On earlier projects, Keem showed a skill for hopping between rapping and singing, sometimes within the same song. Whether he was screaming “Baby Keem just humbled a model!” on “STATS” or cooing about his indifference toward anyone’s opinions on “Opinions,” it felt like a natural progression, the same artist coming with a different approach. Some of that synergy remains on The Melodic Blue, and the highs are exhilarating. His opening verse on “family ties” is easily among the best of his career. Keem triumphantly skips over horns and thudding 808s with a handful of flows and reminisces on childhood Popeyes trips while puffing out his chest (“It’s a red dot, don’t get on the wrong red-eye”). Both “pink panties” and “first order of business” see Keem switching effortlessly between melody and bars about paying for lace fronts and thanking his mother for her love and support. When he sticks to what initially made Two Phone Baby Keem a success, it’s easy to understand the initial hype.

The core of what made Keem so appealing when no one knew what he looked like exists in bits and pieces here, but The Melodic Blue falls apart when he starts experimenting. He aims for pop and R&B more often, sometimes landing on something fun and propulsive (“cocoa”) and other times sounding jarringly indistinct. The coos of “issues” and “16” sound like leftover reference tracks from Drake’s Certified Lover Boy sessions, while “range brothers” is a stab at Travis Scott-style bombast—complete with multiple beat switches and glossy mixing. The latter starts out decently but dissolves into a memeable mess by the time Keem and Lamar are trading quotes in funny accents like children at a family cookout.

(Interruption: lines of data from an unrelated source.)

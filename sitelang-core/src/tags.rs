//! Accepted language tags
//!
//! Every language code that leaves this crate has been validated against an
//! [`AcceptedLanguages`] set. The set is an immutable value handed to every
//! caller explicitly; [`LanguageTag`] can only be obtained through it.

use std::collections::BTreeSet;
use std::fmt;
use std::sync::Arc;

/// Codes supported by the statistical classifier and accepted from metadata
/// by default.
pub const KNOWN_LANG_TAGS: &[&str] = &[
    "af", "ar", "bg", "bn", "ca", "cs", "cy", "da", "de", "el", "en", "es", "et", "fa", "fi", "fr",
    "gu", "he", "hi", "hr", "hu", "id", "it", "ja", "kn", "ko", "lt", "lv", "mk", "ml", "mr", "ne",
    "nl", "no", "pa", "pl", "pt", "ro", "ru", "sk", "sl", "so", "sq", "sv", "sw", "ta", "te", "th",
    "tl", "tr", "uk", "ur", "vi", "zh-cn", "zh-tw",
];

/// Characters that separate tokens inside a metadata language value
const TOKEN_SEPARATORS: &[char] = &[',', '.', '*', ';', '/', ':', '=', '|'];

/// A lowercase language code known to be in an accepted set
#[derive(Debug, Clone, PartialEq, Eq, Hash, PartialOrd, Ord)]
#[cfg_attr(feature = "serde", derive(serde::Serialize), serde(transparent))]
pub struct LanguageTag(String);

impl LanguageTag {
    /// The code as a string slice
    pub fn as_str(&self) -> &str {
        &self.0
    }
}

impl fmt::Display for LanguageTag {
    fn fmt(&self, f: &mut fmt::Formatter<'_>) -> fmt::Result {
        f.write_str(&self.0)
    }
}

impl AsRef<str> for LanguageTag {
    fn as_ref(&self) -> &str {
        &self.0
    }
}

impl PartialEq<str> for LanguageTag {
    fn eq(&self, other: &str) -> bool {
        self.0 == other
    }
}

impl PartialEq<&str> for LanguageTag {
    fn eq(&self, other: &&str) -> bool {
        self.0 == *other
    }
}

/// Closed, immutable set of accepted language codes
///
/// Cloning is cheap; the underlying set is shared.
#[derive(Debug, Clone, PartialEq, Eq)]
pub struct AcceptedLanguages {
    codes: Arc<BTreeSet<String>>,
}

impl AcceptedLanguages {
    /// Build a set from arbitrary codes (trimmed and lowercased)
    pub fn new<I, S>(codes: I) -> Self
    where
        I: IntoIterator<Item = S>,
        S: AsRef<str>,
    {
        let codes = codes
            .into_iter()
            .map(|code| code.as_ref().trim().to_lowercase())
            .filter(|code| !code.is_empty())
            .collect();
        Self {
            codes: Arc::new(codes),
        }
    }

    /// The default set, see [`KNOWN_LANG_TAGS`]
    pub fn known() -> Self {
        Self::new(KNOWN_LANG_TAGS.iter().copied())
    }

    /// Validate a code, returning its tag if accepted
    pub fn accept(&self, code: &str) -> Option<LanguageTag> {
        let normalized = code.trim().to_lowercase();
        if self.codes.contains(&normalized) {
            Some(LanguageTag(normalized))
        } else {
            None
        }
    }

    /// Check whether a code is accepted
    pub fn contains(&self, code: &str) -> bool {
        self.accept(code).is_some()
    }

    /// Iterate over the accepted codes in sorted order
    pub fn iter(&self) -> impl Iterator<Item = &str> + '_ {
        self.codes.iter().map(String::as_str)
    }

    /// Number of accepted codes
    pub fn len(&self) -> usize {
        self.codes.len()
    }

    /// Whether the set is empty
    pub fn is_empty(&self) -> bool {
        self.codes.is_empty()
    }
}

impl Default for AcceptedLanguages {
    fn default() -> Self {
        Self::known()
    }
}

/// Find all accepted language tags in a metadata value
///
/// The value is lowercased and split on whitespace and common list
/// punctuation. A token is first tried whole (`_` read as `-`, so `zh_CN`
/// gives `zh-cn`); failing that, its primary subtag is tried (`en-US` gives
/// `en`). Each token yields at most one tag, duplicates are preserved.
pub fn parse_lang_tags(text: &str, accepted: &AcceptedLanguages) -> Vec<LanguageTag> {
    text.to_lowercase()
        .split(|c: char| c.is_whitespace() || TOKEN_SEPARATORS.contains(&c))
        .filter(|token| !token.is_empty())
        .filter_map(|token| match_token(token, accepted))
        .collect()
}

fn match_token(token: &str, accepted: &AcceptedLanguages) -> Option<LanguageTag> {
    let normalized = token.replace('_', "-");
    if let Some(tag) = accepted.accept(&normalized) {
        return Some(tag);
    }

    match normalized.split_once('-') {
        Some((primary, _)) if !primary.is_empty() => accepted.accept(primary),
        _ => None,
    }
}

#[cfg(test)]
mod tests {
    use super::*;

    #[test]
    fn test_known_set() {
        let accepted = AcceptedLanguages::known();
        assert_eq!(accepted.len(), 55);
        assert!(accepted.contains("en"));
        assert!(accepted.contains("zh-tw"));
        assert!(!accepted.contains("xx"));
    }

    #[test]
    fn test_accept_normalizes_case() {
        let accepted = AcceptedLanguages::known();
        let tag = accepted.accept(" DE ").unwrap();
        assert_eq!(tag.as_str(), "de");
        assert_eq!(tag, "de");
    }

    #[test]
    fn test_custom_set_is_closed() {
        let accepted = AcceptedLanguages::new(["en", "de"]);
        assert!(accepted.accept("fr").is_none());
        assert_eq!(accepted.iter().collect::<Vec<_>>(), vec!["de", "en"]);
    }

    #[test]
    fn test_parse_region_subtags() {
        let accepted = AcceptedLanguages::known();
        assert_eq!(parse_lang_tags("de_DE", &accepted), vec!["de"]);
        assert_eq!(parse_lang_tags("en-US", &accepted), vec!["en"]);
        assert_eq!(parse_lang_tags("zh-CN", &accepted), vec!["zh-cn"]);
        assert_eq!(parse_lang_tags("zh_TW", &accepted), vec!["zh-tw"]);
    }

    #[test]
    fn test_parse_lists() {
        let accepted = AcceptedLanguages::known();
        assert_eq!(parse_lang_tags("de, en", &accepted), vec!["de", "en"]);
        assert_eq!(parse_lang_tags("it;q=0.8", &accepted), vec!["it"]);
        assert!(parse_lang_tags("klingon", &accepted).is_empty());
        assert!(parse_lang_tags("", &accepted).is_empty());
    }

    #[test]
    fn test_parse_respects_accepted_set() {
        let accepted = AcceptedLanguages::new(["fr"]);
        assert!(parse_lang_tags("en", &accepted).is_empty());
        assert_eq!(parse_lang_tags("fr-CA", &accepted), vec!["fr"]);
    }
}
//! CLI command implementations

use crate::config::CliConfig;
use crate::error::CliError;
use crate::input::resolve_patterns;
use crate::output::{
    FileReport, JsonFormatter, MarkdownFormatter, OutputFormatter, ReportKind, TextFormatter,
};
use crate::progress::ProgressReporter;
use anyhow::{Context, Result};
use clap::{Args, Subcommand, ValueEnum};
use rayon::prelude::*;
use std::fs::File;
use std::io::{self, BufWriter, Write};
use std::path::{Path, PathBuf};

pub mod analyze;
pub mod detect;
pub mod generate_config;
pub mod meta;

/// Available CLI commands
#[derive(Debug, Subcommand)]
pub enum Commands {
    /// Detect the language distribution of plain text files
    Detect(detect::DetectArgs),

    /// Report the language a page declares in markup or headers
    Meta(meta::MetaArgs),

    /// Declared language first, statistical detection as fallback
    Analyze(analyze::AnalyzeArgs),

    /// Write a configuration file with the default settings
    GenerateConfig(generate_config::GenerateConfigArgs),

    /// List available components
    List {
        #[command(subcommand)]
        subcommand: ListCommands,
    },
}

impl Commands {
    /// Run the selected command
    pub fn execute(&self) -> Result<()> {
        match self {
            Commands::Detect(args) => args.execute(),
            Commands::Meta(args) => args.execute(),
            Commands::Analyze(args) => args.execute(),
            Commands::GenerateConfig(args) => args.execute(),
            Commands::List { subcommand } => subcommand.execute(),
        }
    }
}

/// List subcommands
#[derive(Debug, Subcommand)]
pub enum ListCommands {
    /// List accepted language codes
    Languages,

    /// List available output formats
    Formats,
}

impl ListCommands {
    /// Print the requested listing
    pub fn execute(&self) -> Result<()> {
        let mut out = io::stdout().lock();
        match self {
            ListCommands::Languages => {
                for code in sitelang_api::KNOWN_LANG_TAGS {
                    writeln!(out, "{code}")?;
                }
            }
            ListCommands::Formats => {
                for format in OutputFormat::value_variants() {
                    if let Some(value) = format.to_possible_value() {
                        writeln!(out, "{:<10} {}", value.get_name(), format.description())?;
                    }
                }
            }
        }
        Ok(())
    }
}

/// Supported output formats
#[derive(Debug, Clone, Copy, PartialEq, Eq, ValueEnum)]
pub enum OutputFormat {
    /// One tab-separated line per file
    Text,
    /// JSON array of file reports
    Json,
    /// Markdown table
    Markdown,
}

impl OutputFormat {
    /// One-line description
    pub fn description(&self) -> &'static str {
        match self {
            OutputFormat::Text => "tab-separated line per file",
            OutputFormat::Json => "JSON array with full reports",
            OutputFormat::Markdown => "markdown table with a summary",
        }
    }
}

/// Supported presets
#[derive(Debug, Clone, Copy, PartialEq, Eq, ValueEnum)]
pub enum Preset {
    /// Fewer windows and trials, low accuracy classifier
    Fast,
    /// Default settings
    Balanced,
    /// More windows and trials
    Thorough,
}

/// Window execution modes
#[derive(Debug, Clone, Copy, PartialEq, Eq, ValueEnum)]
pub enum Mode {
    /// Classify windows on one thread
    Sequential,
    /// Classify windows across threads
    Parallel,
    /// Decide from the number of windows
    Adaptive,
}

impl From<Mode> for sitelang_api::ExecutionMode {
    fn from(mode: Mode) -> Self {
        match mode {
            Mode::Sequential => sitelang_api::ExecutionMode::Sequential,
            Mode::Parallel => sitelang_api::ExecutionMode::Parallel,
            Mode::Adaptive => sitelang_api::ExecutionMode::Adaptive,
        }
    }
}

/// Arguments shared by every batch command
#[derive(Debug, Args)]
pub struct CommonArgs {
    /// Input files or patterns (supports glob)
    #[arg(short, long, value_name = "FILE/PATTERN", required = true)]
    pub input: Vec<String>,

    /// Output file (default: stdout)
    #[arg(short, long, value_name = "FILE")]
    pub output: Option<PathBuf>,

    /// Output format (default: from config, else text)
    #[arg(short, long, value_enum)]
    pub format: Option<OutputFormat>,

    /// Configuration file
    #[arg(short, long, value_name = "FILE", env = "SITELANG_CONFIG")]
    pub config: Option<PathBuf>,

    /// Suppress progress output
    #[arg(short, long)]
    pub quiet: bool,

    /// Increase verbosity
    #[arg(short, long, action = clap::ArgAction::Count)]
    pub verbose: u8,
}

/// Arguments controlling statistical detection
#[derive(Debug, Args)]
pub struct DetectionArgs {
    /// Accepted language codes, comma separated (default: built-in list)
    #[arg(short, long, value_delimiter = ',', value_name = "CODES")]
    pub languages: Vec<String>,

    /// Settings preset
    #[arg(long, value_enum)]
    pub preset: Option<Preset>,

    /// Window execution mode
    #[arg(long, value_enum)]
    pub mode: Option<Mode>,

    /// Worker threads for window classification
    #[arg(short, long, value_name = "N")]
    pub threads: Option<usize>,

    /// Fixed classifier seed
    #[arg(long, value_name = "SEED", conflicts_with = "random")]
    pub seed: Option<u64>,

    /// Fresh classifier seed per document
    #[arg(long)]
    pub random: bool,

    /// Report window counts instead of shares
    #[arg(long)]
    pub counts: bool,

    /// Leave the unknown bucket out of the distribution
    #[arg(long)]
    pub no_unknown: bool,

    /// Include per-window records (JSON output)
    #[arg(long)]
    pub windows: bool,

    /// Use the low accuracy classifier
    #[arg(long)]
    pub low_accuracy: bool,

    /// Keep links and e-mail addresses in the text
    #[arg(long)]
    pub keep_urls: bool,
}

impl DetectionArgs {
    /// Merge file configuration and flags into an API configuration
    pub fn to_config(&self, file: &CliConfig) -> Result<sitelang_api::Config> {
        let detection = &file.detection;
        let preset = match self.preset {
            Some(preset) => preset,
            None => Preset::from_str(&detection.preset, true).map_err(|_| {
                CliError::ConfigError(format!("unknown preset '{}'", detection.preset))
            })?,
        };

        let mut builder = sitelang_api::Config::builder();
        builder = match preset {
            Preset::Fast => builder.fast(),
            Preset::Balanced => builder,
            Preset::Thorough => builder.thorough(),
        };

        let languages = if self.languages.is_empty() {
            &detection.languages
        } else {
            &self.languages
        };
        if !languages.is_empty() {
            builder = builder.languages(languages).map_err(CliError::from)?;
        }

        if let Some(words) = detection.window_words {
            builder = builder.window_words(words);
        }
        if let Some(count) = detection.sample_count {
            builder = builder.sample_count(count);
        }
        if let Some(threshold) = detection.threshold {
            builder = builder.threshold(threshold);
        }
        if let Some(trials) = detection.trials {
            builder = builder.trials(trials);
        }

        if self.random || (detection.randomized && self.seed.is_none()) {
            builder = builder.randomized();
        } else if let Some(seed) = self.seed.or(detection.seed) {
            builder = builder.seed(seed);
        }

        if self.counts || detection.counts {
            builder = builder.counts();
        }
        builder = builder
            .include_unknown(detection.include_unknown && !self.no_unknown)
            .keep_windows(self.windows || file.output.include_windows);

        if self.low_accuracy || detection.low_accuracy {
            builder = builder.low_accuracy(true);
        }
        builder = builder.strip_urls(detection.strip_urls && !self.keep_urls);

        let mode = match self.mode {
            Some(mode) => mode.into(),
            None => file
                .performance
                .execution_mode
                .parse::<sitelang_api::ExecutionMode>()
                .map_err(CliError::ConfigError)?,
        };
        let threads = self.threads.or(match file.performance.worker_threads {
            0 => None,
            n => Some(n),
        });
        builder = builder.execution_mode(mode).threads(threads);

        Ok(builder.build().map_err(CliError::from)?)
    }
}

/// Initialize logging based on verbosity level
pub fn init_logging(verbose: u8, quiet: bool) {
    if quiet {
        return;
    }

    let log_level = match verbose {
        0 => "warn",
        1 => "info",
        2 => "debug",
        _ => "trace",
    };

    // A logger may already be installed when commands run in-process
    let _ = env_logger::Builder::from_env(env_logger::Env::default().default_filter_or(log_level))
        .try_init();
}

/// Resolve the output format from flags and configuration
pub fn output_format(common: &CommonArgs, config: &CliConfig) -> Result<OutputFormat> {
    match common.format {
        Some(format) => Ok(format),
        None => OutputFormat::from_str(&config.output.default_format, true).map_err(|_| {
            CliError::ConfigError(format!(
                "unknown output format '{}'",
                config.output.default_format
            ))
            .into()
        }),
    }
}

/// Build the formatter writing to `output` or stdout
pub fn create_formatter(
    format: OutputFormat,
    output: Option<&Path>,
    pretty_json: bool,
) -> Result<Box<dyn OutputFormatter>> {
    let writer: Box<dyn Write + Send + Sync> = match output {
        Some(path) => Box::new(BufWriter::new(File::create(path).with_context(|| {
            format!("Failed to create output file: {}", path.display())
        })?)),
        None => Box::new(io::stdout()),
    };

    Ok(match format {
        OutputFormat::Text => Box::new(TextFormatter::new(writer)),
        OutputFormat::Json => Box::new(JsonFormatter::new(writer, pretty_json)),
        OutputFormat::Markdown => Box::new(MarkdownFormatter::new(writer)),
    })
}

/// Run `process` over every input file and write the reports in input order
///
/// Files are processed in parallel. A failing file is logged and skipped;
/// the command fails after writing the remaining reports.
pub fn run_batch<F>(common: &CommonArgs, config: &CliConfig, process: F) -> Result<()>
where
    F: Fn(&Path) -> Result<ReportKind> + Sync,
{
    let files = resolve_patterns(&common.input)?;
    let format = output_format(common, config)?;
    let progress = ProgressReporter::new(common.quiet, files.len());

    let results: Vec<Result<FileReport>> = files
        .par_iter()
        .map(|path| {
            let result = process(path)
                .with_context(|| format!("Failed to process {}", path.display()));
            progress.file_completed(&path.display().to_string());
            result.map(|result| FileReport {
                path: path.display().to_string(),
                result,
            })
        })
        .collect();
    progress.finish();

    let mut formatter = create_formatter(format, common.output.as_deref(), config.output.pretty_json)?;
    let mut failed = 0;
    for result in &results {
        match result {
            Ok(report) => formatter.format_report(report)?,
            Err(e) => {
                failed += 1;
                log::error!("{e:#}");
            }
        }
    }
    formatter.finish()?;

    log::info!("Processed {} file(s), {} failed", results.len(), failed);
    if failed > 0 {
        return Err(CliError::DetectionError(format!(
            "{failed} of {} file(s) failed",
            results.len()
        ))
        .into());
    }
    Ok(())
}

Keem’s collaborations with Lamar are among the album’s most perplexing moments. The chemistry in their hot-potato exchange at the end of “family ties” is undeniable, offsetting Lamar’s earlier choice to employ a flow and vocal tone that sounds like Hulk Hogan on helium. Compare that to the end of “range brothers,” where both Keem and Lamar trade short, breathy exchanges and goofy adlibs over a thumping beat. (I can’t decide if “top o’ the mornin’” or “Rollie gang, Rollie gang, Rollie gang” is more ridiculous.) The duo is clearly having fun, with Lamar, in particular, relishing rapping within looser, concept-free parameters, but that energy can’t always save these show-stopping moments from looking incredibly silly. Neither is as inexplicable as Keem’s hard left turn into acoustic emo-rock on “MY EX,” but it’s hard to tell if they’re joking or not, which isn’t always a good thing.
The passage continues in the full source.